For me, the 11th of September is the eighth anniversary of the day when 2,996 innocent people were murdered by terrorists.

http://1.bp.blogspot.com/_R-l1iejogZw/Sqs7GqXNYUI/AAAAAAAAD44/kmcZupejAZo/s1600-h/WTC+Attack.jpg

For the White House, yesterday was not the eighth anniversary of the worst tragedy to befall America since the 1941 attack on Pearl Harbor, but rather was the First Annual National Day of Service and Remembrance.

Want more information? Visit the new Web site, www.serve.gov.

That's right: SERVE-dot-GOV.
Last time I checked, wasn't the government there to serve the people?



Don't get me wrong -- I'm not dismissing the value of true service to the community. The 11th of September, however, should be a day where we remember those we lost, recall what happened that day, understand why it happened, and remind ourselves of the lessons learned so that it does not happen again.

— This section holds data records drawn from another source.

//! # Processing Log Module
//!
//! Bounded in-memory log of per-layer processing lines, one line per stage
//! for every processed sample. Complements the `log` output with a record
//! that can be queried at runtime.

use chrono::{DateTime, Utc};
use std::fmt;

use crate::pipeline::CompositeRecord;
use crate::timeseries::HistoryBuffer;

#[derive(Debug, Clone, Copy, PartialEq, Eq)]
pub enum Layer {
    Clarity,
    Ifrs,
    Timesystems,
    Lia,
}

impl Layer {
    pub fn tag(&self) -> &'static str {
        match self {
            Layer::Clarity => "CLARITY_LAYER",
            Layer::Ifrs => "IFRS_LAYER",
            Layer::Timesystems => "TIMESYSTEMS_LAYER",
            Layer::Lia => "LIA_ENGINE",
        }
    }
}

#[derive(Debug, Clone, PartialEq)]
pub struct LogEntry {
    pub timestamp: DateTime<Utc>,
    pub level: log::Level,
    pub layer: Layer,
    pub session_id: String,
    pub message: String,
}

impl fmt::Display for LogEntry {
    fn fmt(&self, f: &mut fmt::Formatter<'_>) -> fmt::Result {
        write!(
            f,
            "{} {:<5} {} | {} | {}",
            self.timestamp.format("%Y-%m-%dT%H:%M:%S%.3fZ"),
            self.level,
            self.layer.tag(),
            self.session_id,
            self.message
        )
    }
}

pub struct ProcessingLog {
    entries: HistoryBuffer<LogEntry>,
}

impl ProcessingLog {
    pub fn new(capacity: usize) -> Self {
        Self {
            entries: HistoryBuffer::new(capacity),
        }
    }

    pub fn record(&mut self, level: log::Level, layer: Layer, session_id: &str, message: String) {
        self.entries.push(LogEntry {
            timestamp: Utc::now(),
            level,
            layer,
            session_id: session_id.to_string(),
            message,
        });
    }

    /// Append one line per layer of `record`.
    pub fn record_composite(&mut self, session_id: &str, record: &CompositeRecord) {
        let clarity = &record.clarity_layer;
        let clarity_level = if clarity.artifacts.is_empty() {
            log::Level::Info
        } else {
            log::Level::Warn
        };
        self.record(
            clarity_level,
            Layer::Clarity,
            session_id,
            format!(
                "quality={:.2} | snr={:.1}dB | assessment={} | artifacts={}",
                clarity.overall_quality,
                clarity.snr_db,
                clarity.assessment,
                clarity.artifacts.len()
            ),
        );

        let ifrs = &record.ifrs_layer;
        self.record(
            log::Level::Info,
            Layer::Ifrs,
            session_id,
            format!(
                "hrv_score={:.1} | lf_hf={:.2} | rhythm={} | degraded={}",
                ifrs.hrv.hrv_score, ifrs.lf_hf_ratio, ifrs.rhythm_classification, ifrs.degraded
            ),
        );

        let temporal = &record.timesystems_layer;
        self.record(
            log::Level::Info,
            Layer::Timesystems,
            session_id,
            format!(
                "pattern={} | phase={} | rhythm_score={:.1} | degraded={}",
                temporal.pattern_type, temporal.circadian_phase, temporal.rhythm_score, temporal.degraded
            ),
        );

        let insight = &record.lia_insights;
        let insight_level = if insight.risk_factors.is_empty() {
            log::Level::Info
        } else {
            log::Level::Warn
        };
        self.record(
            insight_level,
            Layer::Lia,
            session_id,
            format!(
                "condition={} | confidence={:.2} | wellness={:.1} | risks={}",
                insight.condition,
                insight.confidence,
                insight.wellness.overall,
                insight.risk_factors.len()
            ),
        );
    }

    /// The newest `limit` entries, oldest first.
    pub fn recent(&self, limit: usize) -> Vec<LogEntry> {
        self.entries.last_n(limit)
    }

    pub fn len(&self) -> usize {
        self.entries.len()
    }

    pub fn is_empty(&self) -> bool {
        self.entries.is_empty()
    }
}
//! # Rolling History Module
//!
//! Bounded, ordered history of recent values plus the slice statistics every
//! analysis stage needs.
//!
//! ## Key Types
//! - `HistoryBuffer<T>`: fixed-capacity ring buffer, oldest entry evicted first
//! - `SeriesExt`: mean / variance / linear fit helpers over `[f64]`
//!
//! ## Why Separate from the Stages
//! Each stage owns its own buffer inside the session state. Keeping the
//! buffer generic lets the quality, frequency and temporal stages share one
//! eviction policy instead of each re-implementing it.

use std::collections::VecDeque;

/// Fixed-capacity history with ring-buffer semantics.
///
/// `len() <= capacity()` always holds; pushing into a full buffer drops the
/// oldest entry.
#[derive(Debug, Clone)]
pub struct HistoryBuffer<T> {
    data: VecDeque<T>,
    capacity: usize,
}

impl<T> HistoryBuffer<T> {
    pub fn new(capacity: usize) -> Self {
        let capacity = capacity.max(1);
        Self {
            data: VecDeque::with_capacity(capacity),
            capacity,
        }
    }

    pub fn push(&mut self, value: T) {
        if self.data.len() == self.capacity {
            self.data.pop_front();
        }
        self.data.push_back(value);
    }

    pub fn len(&self) -> usize {
        self.data.len()
    }

    pub fn is_empty(&self) -> bool {
        self.data.is_empty()
    }

    pub fn capacity(&self) -> usize {
        self.capacity
    }

    pub fn last(&self) -> Option<&T> {
        self.data.back()
    }

    pub fn first(&self) -> Option<&T> {
        self.data.front()
    }

    pub fn iter(&self) -> impl DoubleEndedIterator<Item = &T> + ExactSizeIterator {
        self.data.iter()
    }
}

impl<T: Clone> HistoryBuffer<T> {
    /// The most recent `n` entries followed by `current`, oldest first.
    ///
    /// This is the analysis window of a stage: history plus the sample being
    /// processed, without mutating the buffer.
    pub fn window_with(&self, current: T, n: usize) -> Vec<T> {
        let keep = n.saturating_sub(1).min(self.data.len());
        let mut window: Vec<T> = self.data.iter().skip(self.data.len() - keep).cloned().collect();
        window.push(current);
        window
    }

    /// The most recent `n` entries, oldest first.
    pub fn last_n(&self, n: usize) -> Vec<T> {
        let keep = n.min(self.data.len());
        self.data.iter().skip(self.data.len() - keep).cloned().collect()
    }
}

/// Result of an ordinary least-squares line fit `y = intercept + slope * i`.
#[derive(Debug, Clone, Copy, PartialEq)]
pub struct LinearFit {
    pub slope: f64,
    pub intercept: f64,
}

impl LinearFit {
    pub fn at(&self, i: usize) -> f64 {
        self.intercept + self.slope * i as f64
    }
}

/// Statistics over a slice of samples.
pub trait SeriesExt {
    fn mean(&self) -> Option<f64>;
    /// Population variance.
    fn variance(&self) -> Option<f64>;
    fn std_dev(&self) -> Option<f64>;
    fn min_max(&self) -> Option<(f64, f64)>;
    /// Least-squares fit against the sample index. Needs at least two points.
    fn linear_fit(&self) -> Option<LinearFit>;
    /// Values minus their linear trend.
    fn detrended(&self) -> Vec<f64>;
    fn successive_differences(&self) -> Vec<f64>;
}

impl SeriesExt for [f64] {
    fn mean(&self) -> Option<f64> {
        if self.is_empty() {
            return None;
        }
        Some(self.iter().sum::<f64>() / self.len() as f64)
    }

    fn variance(&self) -> Option<f64> {
        let mean = self.mean()?;
        Some(self.iter().map(|v| (v - mean).powi(2)).sum::<f64>() / self.len() as f64)
    }

    fn std_dev(&self) -> Option<f64> {
        self.variance().map(f64::sqrt)
    }

    fn min_max(&self) -> Option<(f64, f64)> {
        self.iter().fold(None, |acc, &v| match acc {
            None => Some((v, v)),
            Some((min, max)) => Some((min.min(v), max.max(v))),
        })
    }

    fn linear_fit(&self) -> Option<LinearFit> {
        let n = self.len();
        if n < 2 {
            return None;
        }
        let x_mean = (n - 1) as f64 / 2.0;
        let y_mean = self.mean()?;
        let mut sxy = 0.0;
        let mut sxx = 0.0;
        for (i, y) in self.iter().enumerate() {
            let dx = i as f64 - x_mean;
            sxy += dx * (y - y_mean);
            sxx += dx * dx;
        }
        let slope = if sxx > 0.0 { sxy / sxx } else { 0.0 };
        Some(LinearFit {
            slope,
            intercept: y_mean - slope * x_mean,
        })
    }

    fn detrended(&self) -> Vec<f64> {
        match self.linear_fit() {
            Some(fit) => self.iter().enumerate().map(|(i, y)| y - fit.at(i)).collect(),
            None => self.iter().map(|_| 0.0).collect(),
        }
    }

    fn successive_differences(&self) -> Vec<f64> {
        self.windows(2).map(|w| w[1] - w[0]).collect()
    }
}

Painting houses, recycling bottles, delivering food and cleaning up beaches are all noble efforts (so long as they're not government-mandated), but they have absolutely nothing to do with what happened eight years ago yesterday.

If you really feel compelled to help, cook some dinner and bring it to your local firehouse, check in on the widow of a fallen police officer, or organize a care package to send to troops overseas. If you really feel compelled to do something more than just gather around a television and reflect, make sure you bring your family together.

At the very least, we need one day out of the year where we are dealing with and learning from reality, one day to sober up and realize that there is evil out there, that there are people who awaken each morning from dreams of our destruction.



Perhaps that's why the president's new September 11 service initiative rubs me the wrong way. Perhaps it's because it is just the latest example in a pattern of conduct which whitewashes what happened on that fateful day, which downplays the fanaticism which led to the events, which ignores the still-present threat on our doorstep, and which refuses to differentiate between the September 11, 2001 attacks as an act of war, and terrorism as a criminal matter.

By God, this president has ordered terrorists to be released from prison, and CIA officials who put their necks on the line protecting this nation to be investigated and possibly prosecuted -- he doesn't get any benefit of the doubt that, somehow, his push for community service is anything but an attempt to pick away at the one day out of the year when the detente-at-all-costs approach to foreign policy championed by the Democratic Party is exposed for the dangerous game of Russian Roulette it truly is.


Case in point, just yesterday evening, soon after remembrance events came to a close in New York City, Washington and Shanksville, the White House released information that it has fundamentally shifted its foreign policy with regard to nuclear North Korea, agreeing to abandon hope for renewed six-party talks and instead engage in a one-on-one dialogue with Pyongyang. In other words, we're now bending over backward to give credibility to a regime which, several times over the past few months alone, has threatened America with nuclear attack and has been caught proliferating nuclear materials. Last year, North Koreans were spotted at a nuclear facility in Syria bombed by the Israelis. And we're talking to them officially.


It's the overall pattern I don't like, and its why the White House gets no allowance for miscommunication with regard to the idea that September 11 should be spent in service to the State.

To me, such an initiative is as innocuous as the president's apologies for American arrogance overseas, as his bow to the King of Saud, as his comparison with six million Jews killed in the Holocaust to the plight of a Palestinian people forced--oh no!--to wander the desert for 60 years in search of a homeland.


Just as respect and trust have to be earned, with regard to the president and his attitude toward policies foreign and domestic, so does perceived motive.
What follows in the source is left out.